§ Exercise details: Scan the entries for lines with "match" and say how many there are, with nothing more.

§ Stored items:
⟨

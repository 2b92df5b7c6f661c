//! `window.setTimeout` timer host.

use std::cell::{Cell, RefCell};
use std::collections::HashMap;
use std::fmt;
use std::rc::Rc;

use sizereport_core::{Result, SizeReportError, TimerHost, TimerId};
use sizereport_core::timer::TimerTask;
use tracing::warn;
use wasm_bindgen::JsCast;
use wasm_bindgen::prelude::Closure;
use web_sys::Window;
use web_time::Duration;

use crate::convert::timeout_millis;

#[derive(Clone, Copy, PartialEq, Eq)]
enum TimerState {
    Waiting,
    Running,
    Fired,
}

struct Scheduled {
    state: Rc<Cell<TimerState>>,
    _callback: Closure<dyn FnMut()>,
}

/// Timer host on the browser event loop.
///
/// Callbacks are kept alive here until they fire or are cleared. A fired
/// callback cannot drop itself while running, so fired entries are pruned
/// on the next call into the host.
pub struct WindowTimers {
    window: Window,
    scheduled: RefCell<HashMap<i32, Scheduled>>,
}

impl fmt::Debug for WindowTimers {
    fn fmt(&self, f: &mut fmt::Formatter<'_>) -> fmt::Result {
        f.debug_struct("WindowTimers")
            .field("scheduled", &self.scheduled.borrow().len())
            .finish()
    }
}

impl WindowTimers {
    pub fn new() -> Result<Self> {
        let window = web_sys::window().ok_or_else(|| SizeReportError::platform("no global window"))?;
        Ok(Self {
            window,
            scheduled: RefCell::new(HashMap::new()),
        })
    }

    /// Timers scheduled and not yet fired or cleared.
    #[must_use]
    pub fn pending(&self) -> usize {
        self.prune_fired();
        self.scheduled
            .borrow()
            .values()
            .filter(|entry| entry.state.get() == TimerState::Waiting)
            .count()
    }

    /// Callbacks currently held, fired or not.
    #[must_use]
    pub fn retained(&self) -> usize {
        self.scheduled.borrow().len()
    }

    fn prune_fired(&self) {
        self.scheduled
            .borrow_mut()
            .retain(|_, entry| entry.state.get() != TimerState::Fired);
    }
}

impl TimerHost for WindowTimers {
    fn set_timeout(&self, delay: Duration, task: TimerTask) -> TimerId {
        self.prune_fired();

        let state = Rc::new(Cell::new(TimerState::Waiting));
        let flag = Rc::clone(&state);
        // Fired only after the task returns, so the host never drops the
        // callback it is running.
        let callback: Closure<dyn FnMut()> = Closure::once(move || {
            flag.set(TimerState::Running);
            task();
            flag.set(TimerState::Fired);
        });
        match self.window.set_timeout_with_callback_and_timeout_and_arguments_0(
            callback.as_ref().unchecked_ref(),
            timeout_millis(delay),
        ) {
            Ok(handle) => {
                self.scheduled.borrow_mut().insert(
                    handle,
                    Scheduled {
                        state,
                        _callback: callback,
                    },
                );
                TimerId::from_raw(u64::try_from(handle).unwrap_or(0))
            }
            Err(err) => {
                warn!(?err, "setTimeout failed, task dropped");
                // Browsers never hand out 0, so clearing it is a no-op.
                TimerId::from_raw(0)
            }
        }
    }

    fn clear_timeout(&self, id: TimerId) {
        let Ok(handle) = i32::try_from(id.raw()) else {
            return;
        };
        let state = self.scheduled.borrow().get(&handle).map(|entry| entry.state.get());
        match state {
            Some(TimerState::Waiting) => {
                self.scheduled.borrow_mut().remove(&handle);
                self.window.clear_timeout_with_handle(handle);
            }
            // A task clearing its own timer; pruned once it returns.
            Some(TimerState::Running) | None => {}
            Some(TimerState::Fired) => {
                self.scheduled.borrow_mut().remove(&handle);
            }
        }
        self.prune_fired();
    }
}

⟩

§ Solution to this problem: 2